** TASK **
Your job is to set down the stretch of entries that opens with the line containing "use crate::data;" and closes with the line containing "connection, the folder". Keep both end lines, copy each exactly, and add nothing.

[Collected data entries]
********************
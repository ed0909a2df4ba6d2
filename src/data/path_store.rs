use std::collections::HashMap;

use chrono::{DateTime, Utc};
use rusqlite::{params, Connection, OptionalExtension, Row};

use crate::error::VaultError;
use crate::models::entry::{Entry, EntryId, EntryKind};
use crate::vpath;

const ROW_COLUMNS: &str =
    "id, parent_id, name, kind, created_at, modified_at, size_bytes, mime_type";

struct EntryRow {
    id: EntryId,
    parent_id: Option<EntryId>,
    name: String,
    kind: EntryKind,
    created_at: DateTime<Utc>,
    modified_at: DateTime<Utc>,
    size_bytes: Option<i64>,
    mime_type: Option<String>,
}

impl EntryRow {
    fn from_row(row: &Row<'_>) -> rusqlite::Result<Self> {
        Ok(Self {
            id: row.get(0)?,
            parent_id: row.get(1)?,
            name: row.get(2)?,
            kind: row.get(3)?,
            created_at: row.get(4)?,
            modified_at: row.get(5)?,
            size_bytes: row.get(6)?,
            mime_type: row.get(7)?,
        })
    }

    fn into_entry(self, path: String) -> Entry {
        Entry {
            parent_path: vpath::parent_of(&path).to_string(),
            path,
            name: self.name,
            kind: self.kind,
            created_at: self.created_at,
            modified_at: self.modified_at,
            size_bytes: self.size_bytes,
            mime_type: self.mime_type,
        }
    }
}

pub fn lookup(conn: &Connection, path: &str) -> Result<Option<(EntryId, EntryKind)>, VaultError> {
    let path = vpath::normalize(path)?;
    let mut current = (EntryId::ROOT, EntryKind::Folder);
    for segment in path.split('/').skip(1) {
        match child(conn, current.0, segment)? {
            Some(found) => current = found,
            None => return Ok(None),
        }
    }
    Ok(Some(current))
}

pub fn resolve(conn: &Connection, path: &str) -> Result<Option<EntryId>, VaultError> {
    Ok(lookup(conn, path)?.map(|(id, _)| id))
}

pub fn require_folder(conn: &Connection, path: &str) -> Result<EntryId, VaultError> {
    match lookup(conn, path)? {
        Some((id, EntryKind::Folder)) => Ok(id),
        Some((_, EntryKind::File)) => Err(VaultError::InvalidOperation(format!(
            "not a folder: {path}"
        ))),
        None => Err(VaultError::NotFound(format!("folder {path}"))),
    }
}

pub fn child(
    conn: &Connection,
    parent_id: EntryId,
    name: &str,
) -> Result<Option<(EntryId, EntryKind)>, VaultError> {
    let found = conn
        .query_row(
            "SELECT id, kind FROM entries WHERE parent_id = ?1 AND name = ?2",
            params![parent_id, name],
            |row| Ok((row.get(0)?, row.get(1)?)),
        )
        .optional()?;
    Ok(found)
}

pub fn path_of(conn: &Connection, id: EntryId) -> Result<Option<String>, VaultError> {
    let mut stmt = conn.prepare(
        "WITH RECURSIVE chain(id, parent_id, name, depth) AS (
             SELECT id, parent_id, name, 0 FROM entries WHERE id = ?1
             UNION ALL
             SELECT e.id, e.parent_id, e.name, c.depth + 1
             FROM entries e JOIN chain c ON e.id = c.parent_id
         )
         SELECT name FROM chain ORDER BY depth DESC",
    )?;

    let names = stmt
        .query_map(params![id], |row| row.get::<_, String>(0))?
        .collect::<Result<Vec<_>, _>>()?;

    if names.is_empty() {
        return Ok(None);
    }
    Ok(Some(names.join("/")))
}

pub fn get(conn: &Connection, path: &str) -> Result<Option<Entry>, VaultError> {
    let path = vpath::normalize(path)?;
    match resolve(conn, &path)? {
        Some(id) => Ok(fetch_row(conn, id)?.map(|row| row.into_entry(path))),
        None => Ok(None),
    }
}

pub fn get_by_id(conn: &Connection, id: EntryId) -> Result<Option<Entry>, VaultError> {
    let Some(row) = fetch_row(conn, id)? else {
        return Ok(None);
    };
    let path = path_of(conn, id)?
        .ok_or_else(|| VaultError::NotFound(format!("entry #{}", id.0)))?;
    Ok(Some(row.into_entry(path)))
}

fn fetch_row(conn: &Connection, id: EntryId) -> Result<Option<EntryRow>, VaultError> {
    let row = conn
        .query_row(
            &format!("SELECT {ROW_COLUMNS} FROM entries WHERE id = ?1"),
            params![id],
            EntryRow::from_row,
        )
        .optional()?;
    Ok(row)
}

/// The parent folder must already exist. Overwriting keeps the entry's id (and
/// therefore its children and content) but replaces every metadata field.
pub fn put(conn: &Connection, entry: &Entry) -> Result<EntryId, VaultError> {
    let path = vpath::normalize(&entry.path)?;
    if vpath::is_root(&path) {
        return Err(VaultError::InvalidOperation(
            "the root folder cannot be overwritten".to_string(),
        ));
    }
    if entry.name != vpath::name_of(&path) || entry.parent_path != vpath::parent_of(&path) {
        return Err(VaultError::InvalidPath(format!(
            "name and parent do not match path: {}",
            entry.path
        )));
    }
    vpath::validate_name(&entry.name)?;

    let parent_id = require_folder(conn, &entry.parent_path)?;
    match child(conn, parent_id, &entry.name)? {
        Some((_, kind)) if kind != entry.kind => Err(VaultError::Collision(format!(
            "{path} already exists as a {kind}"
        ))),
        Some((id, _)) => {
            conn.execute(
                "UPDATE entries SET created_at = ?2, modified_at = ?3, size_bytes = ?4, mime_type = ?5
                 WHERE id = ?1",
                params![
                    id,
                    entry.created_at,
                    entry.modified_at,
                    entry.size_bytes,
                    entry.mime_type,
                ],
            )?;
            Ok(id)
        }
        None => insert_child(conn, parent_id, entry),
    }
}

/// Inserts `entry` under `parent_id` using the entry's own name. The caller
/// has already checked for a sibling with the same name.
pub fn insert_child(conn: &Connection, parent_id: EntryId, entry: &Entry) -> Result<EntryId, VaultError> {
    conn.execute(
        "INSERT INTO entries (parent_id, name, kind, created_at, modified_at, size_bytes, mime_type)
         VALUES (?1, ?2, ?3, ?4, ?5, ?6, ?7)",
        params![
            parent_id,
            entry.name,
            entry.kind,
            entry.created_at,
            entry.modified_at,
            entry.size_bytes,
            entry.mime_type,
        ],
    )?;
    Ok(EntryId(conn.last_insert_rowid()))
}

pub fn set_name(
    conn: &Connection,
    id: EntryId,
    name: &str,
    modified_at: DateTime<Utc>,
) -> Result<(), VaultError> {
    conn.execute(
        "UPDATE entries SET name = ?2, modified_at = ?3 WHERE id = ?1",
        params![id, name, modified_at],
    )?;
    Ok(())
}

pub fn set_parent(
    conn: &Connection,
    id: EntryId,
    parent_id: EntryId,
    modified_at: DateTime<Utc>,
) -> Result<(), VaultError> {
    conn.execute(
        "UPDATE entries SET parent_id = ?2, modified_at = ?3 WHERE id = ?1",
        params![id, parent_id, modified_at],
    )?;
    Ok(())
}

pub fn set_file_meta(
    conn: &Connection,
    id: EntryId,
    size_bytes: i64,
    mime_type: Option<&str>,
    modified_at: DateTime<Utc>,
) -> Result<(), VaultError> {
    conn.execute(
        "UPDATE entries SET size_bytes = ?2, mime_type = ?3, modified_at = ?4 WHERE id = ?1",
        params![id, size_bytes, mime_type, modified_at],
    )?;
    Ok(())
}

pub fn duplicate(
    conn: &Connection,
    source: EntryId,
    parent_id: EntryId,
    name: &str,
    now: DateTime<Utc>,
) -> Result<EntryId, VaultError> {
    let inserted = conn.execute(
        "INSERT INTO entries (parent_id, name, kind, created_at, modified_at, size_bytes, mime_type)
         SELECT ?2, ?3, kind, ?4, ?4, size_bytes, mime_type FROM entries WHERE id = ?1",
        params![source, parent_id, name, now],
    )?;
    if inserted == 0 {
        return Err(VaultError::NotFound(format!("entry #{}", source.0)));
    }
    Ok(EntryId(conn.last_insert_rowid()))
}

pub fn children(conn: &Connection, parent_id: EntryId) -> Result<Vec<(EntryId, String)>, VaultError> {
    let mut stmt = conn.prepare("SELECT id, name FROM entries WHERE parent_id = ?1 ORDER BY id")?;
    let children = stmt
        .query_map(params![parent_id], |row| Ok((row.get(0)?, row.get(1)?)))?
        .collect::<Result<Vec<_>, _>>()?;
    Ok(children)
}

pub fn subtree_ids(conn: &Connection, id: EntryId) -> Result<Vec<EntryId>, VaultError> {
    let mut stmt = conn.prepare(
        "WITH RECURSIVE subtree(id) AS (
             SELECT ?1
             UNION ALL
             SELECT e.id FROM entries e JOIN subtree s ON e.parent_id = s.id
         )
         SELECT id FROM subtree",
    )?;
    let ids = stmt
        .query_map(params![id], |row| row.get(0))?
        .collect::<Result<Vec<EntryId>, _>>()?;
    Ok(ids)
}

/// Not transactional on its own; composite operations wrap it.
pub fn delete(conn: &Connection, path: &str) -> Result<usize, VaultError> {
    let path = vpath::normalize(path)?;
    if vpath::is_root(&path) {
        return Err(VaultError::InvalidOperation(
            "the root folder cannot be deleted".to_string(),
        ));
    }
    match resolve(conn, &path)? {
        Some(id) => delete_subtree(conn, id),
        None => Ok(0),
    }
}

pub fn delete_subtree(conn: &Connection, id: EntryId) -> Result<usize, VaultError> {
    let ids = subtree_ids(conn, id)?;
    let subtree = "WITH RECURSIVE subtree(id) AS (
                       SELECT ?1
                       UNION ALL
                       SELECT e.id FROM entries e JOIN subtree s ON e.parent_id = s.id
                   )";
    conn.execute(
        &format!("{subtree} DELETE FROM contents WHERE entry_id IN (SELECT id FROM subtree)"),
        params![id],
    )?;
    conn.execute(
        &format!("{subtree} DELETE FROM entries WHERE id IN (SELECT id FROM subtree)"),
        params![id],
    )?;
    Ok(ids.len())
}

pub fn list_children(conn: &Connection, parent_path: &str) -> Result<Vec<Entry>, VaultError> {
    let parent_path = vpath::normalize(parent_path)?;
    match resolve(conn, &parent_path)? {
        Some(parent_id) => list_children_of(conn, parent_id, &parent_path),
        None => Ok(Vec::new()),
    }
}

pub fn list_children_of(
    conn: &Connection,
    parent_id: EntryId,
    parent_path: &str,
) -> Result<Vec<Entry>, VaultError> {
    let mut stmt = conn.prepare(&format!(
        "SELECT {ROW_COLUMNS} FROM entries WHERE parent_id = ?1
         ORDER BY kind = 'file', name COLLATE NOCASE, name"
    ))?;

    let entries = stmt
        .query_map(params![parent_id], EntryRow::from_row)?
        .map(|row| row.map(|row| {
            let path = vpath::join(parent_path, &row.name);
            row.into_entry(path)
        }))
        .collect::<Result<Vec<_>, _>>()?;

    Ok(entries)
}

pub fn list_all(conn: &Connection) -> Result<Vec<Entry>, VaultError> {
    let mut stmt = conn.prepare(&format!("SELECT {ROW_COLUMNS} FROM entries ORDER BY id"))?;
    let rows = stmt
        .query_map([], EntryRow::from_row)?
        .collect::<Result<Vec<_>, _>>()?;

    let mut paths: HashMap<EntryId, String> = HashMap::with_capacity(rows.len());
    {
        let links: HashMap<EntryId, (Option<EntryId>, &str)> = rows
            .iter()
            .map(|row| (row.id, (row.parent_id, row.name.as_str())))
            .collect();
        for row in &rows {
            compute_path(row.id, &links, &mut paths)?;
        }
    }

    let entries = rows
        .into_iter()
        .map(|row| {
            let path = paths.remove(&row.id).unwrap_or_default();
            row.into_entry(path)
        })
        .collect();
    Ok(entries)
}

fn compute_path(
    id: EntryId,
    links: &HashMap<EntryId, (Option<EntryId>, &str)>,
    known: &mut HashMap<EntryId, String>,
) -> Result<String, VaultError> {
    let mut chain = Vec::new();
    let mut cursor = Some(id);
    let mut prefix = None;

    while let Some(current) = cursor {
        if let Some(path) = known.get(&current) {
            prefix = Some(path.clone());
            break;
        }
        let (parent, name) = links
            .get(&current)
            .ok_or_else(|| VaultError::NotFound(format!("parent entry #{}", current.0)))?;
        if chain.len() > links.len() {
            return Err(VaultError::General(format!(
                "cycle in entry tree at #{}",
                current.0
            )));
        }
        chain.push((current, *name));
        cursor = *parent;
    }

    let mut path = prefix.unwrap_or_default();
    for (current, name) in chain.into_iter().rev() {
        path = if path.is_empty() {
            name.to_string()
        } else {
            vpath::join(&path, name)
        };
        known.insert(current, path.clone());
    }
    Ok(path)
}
********************
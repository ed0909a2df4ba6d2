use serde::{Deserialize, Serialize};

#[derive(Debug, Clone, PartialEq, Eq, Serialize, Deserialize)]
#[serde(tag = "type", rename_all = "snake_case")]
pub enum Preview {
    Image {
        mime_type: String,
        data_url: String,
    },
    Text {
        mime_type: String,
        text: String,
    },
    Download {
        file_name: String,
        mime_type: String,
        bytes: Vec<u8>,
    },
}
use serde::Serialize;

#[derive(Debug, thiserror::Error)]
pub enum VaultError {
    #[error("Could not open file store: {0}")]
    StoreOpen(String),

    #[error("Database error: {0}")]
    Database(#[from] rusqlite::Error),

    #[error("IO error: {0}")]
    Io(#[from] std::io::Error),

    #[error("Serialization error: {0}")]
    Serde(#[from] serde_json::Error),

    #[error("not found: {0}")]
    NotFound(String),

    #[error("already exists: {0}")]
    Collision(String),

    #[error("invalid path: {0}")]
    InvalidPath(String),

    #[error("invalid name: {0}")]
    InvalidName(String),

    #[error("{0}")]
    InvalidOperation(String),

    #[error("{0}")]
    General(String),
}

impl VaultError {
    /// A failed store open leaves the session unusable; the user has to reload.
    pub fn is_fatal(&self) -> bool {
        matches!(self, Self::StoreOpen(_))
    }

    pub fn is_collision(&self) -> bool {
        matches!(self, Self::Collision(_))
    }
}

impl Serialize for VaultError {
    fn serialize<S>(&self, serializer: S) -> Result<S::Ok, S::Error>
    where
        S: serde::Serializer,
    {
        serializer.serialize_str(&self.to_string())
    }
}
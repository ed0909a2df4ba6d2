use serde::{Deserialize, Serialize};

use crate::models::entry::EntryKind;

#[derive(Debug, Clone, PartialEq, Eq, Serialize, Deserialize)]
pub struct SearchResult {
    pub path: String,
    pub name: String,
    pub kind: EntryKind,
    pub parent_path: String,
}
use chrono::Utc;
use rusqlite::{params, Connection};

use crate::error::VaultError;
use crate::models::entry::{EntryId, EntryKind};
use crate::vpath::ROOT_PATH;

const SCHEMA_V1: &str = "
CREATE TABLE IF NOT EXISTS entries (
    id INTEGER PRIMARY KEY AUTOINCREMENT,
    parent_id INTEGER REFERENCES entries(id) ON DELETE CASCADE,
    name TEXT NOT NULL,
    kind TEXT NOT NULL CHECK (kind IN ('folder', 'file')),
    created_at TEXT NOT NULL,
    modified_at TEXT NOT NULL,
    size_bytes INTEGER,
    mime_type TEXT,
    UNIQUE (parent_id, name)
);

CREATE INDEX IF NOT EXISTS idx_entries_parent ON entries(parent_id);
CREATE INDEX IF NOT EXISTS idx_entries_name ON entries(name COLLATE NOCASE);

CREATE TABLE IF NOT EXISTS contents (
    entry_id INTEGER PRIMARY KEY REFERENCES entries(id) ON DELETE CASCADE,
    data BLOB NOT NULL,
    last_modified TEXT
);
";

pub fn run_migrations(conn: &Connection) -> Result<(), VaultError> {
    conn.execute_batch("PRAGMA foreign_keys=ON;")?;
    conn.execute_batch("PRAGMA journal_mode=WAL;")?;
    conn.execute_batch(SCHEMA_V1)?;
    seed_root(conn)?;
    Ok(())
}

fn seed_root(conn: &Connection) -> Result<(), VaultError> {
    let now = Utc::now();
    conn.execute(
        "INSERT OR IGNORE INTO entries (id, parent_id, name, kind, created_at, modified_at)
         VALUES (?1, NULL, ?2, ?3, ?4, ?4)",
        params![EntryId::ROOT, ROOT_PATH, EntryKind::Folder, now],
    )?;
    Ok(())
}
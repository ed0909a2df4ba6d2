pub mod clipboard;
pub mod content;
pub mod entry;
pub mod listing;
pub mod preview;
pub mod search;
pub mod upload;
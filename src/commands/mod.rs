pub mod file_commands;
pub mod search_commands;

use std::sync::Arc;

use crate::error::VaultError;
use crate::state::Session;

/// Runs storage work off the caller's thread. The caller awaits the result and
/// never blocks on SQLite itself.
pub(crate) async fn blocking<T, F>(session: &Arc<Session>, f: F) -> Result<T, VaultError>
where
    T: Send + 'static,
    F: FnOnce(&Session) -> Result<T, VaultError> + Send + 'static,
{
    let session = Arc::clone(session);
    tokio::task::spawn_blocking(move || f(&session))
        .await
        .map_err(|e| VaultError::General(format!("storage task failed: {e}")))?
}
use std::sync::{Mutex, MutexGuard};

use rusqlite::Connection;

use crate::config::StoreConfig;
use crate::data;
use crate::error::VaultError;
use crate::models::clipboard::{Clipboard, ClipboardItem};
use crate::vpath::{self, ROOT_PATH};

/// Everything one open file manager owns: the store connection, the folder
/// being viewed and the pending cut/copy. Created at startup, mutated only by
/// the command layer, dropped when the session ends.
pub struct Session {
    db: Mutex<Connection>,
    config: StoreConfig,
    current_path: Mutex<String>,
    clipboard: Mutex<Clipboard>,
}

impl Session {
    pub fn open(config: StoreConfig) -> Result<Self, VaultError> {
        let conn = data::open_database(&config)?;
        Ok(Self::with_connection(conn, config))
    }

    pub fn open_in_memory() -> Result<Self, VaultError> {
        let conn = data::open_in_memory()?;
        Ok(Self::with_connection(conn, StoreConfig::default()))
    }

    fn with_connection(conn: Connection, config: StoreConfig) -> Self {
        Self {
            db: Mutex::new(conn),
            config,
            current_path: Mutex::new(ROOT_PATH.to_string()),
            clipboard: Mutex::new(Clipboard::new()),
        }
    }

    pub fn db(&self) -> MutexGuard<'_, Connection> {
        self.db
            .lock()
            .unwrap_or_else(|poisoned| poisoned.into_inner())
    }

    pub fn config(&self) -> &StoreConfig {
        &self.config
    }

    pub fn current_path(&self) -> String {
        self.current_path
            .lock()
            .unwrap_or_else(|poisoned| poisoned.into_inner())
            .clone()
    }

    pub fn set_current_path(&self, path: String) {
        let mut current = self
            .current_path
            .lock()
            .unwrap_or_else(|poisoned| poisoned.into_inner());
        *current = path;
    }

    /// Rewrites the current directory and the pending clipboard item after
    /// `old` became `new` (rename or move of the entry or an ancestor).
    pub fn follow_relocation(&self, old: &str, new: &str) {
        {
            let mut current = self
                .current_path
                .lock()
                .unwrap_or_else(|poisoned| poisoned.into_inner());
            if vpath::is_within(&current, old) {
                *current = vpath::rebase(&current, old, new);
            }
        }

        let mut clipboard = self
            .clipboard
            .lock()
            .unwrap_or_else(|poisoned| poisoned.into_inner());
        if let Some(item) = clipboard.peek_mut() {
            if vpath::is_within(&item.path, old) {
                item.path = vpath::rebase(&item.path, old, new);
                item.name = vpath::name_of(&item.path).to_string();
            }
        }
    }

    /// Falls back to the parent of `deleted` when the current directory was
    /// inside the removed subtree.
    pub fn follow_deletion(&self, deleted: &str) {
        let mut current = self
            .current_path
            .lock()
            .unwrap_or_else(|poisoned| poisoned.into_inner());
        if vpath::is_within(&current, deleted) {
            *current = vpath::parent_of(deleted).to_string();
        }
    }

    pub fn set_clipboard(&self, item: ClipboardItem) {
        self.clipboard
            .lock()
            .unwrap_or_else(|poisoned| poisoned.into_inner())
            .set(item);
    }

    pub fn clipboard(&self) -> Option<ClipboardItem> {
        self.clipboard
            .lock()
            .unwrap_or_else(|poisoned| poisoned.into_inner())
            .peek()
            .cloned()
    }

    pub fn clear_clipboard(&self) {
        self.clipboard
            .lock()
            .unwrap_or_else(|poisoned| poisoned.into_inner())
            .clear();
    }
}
********************
** OUTPUT OF THE TASK **
use crate::data;
use crate::error::VaultError;
use crate::models::clipboard::{Clipboard, ClipboardItem};
use crate::vpath::{self, ROOT_PATH};

/// Everything one open file manager owns: the store connection, the folder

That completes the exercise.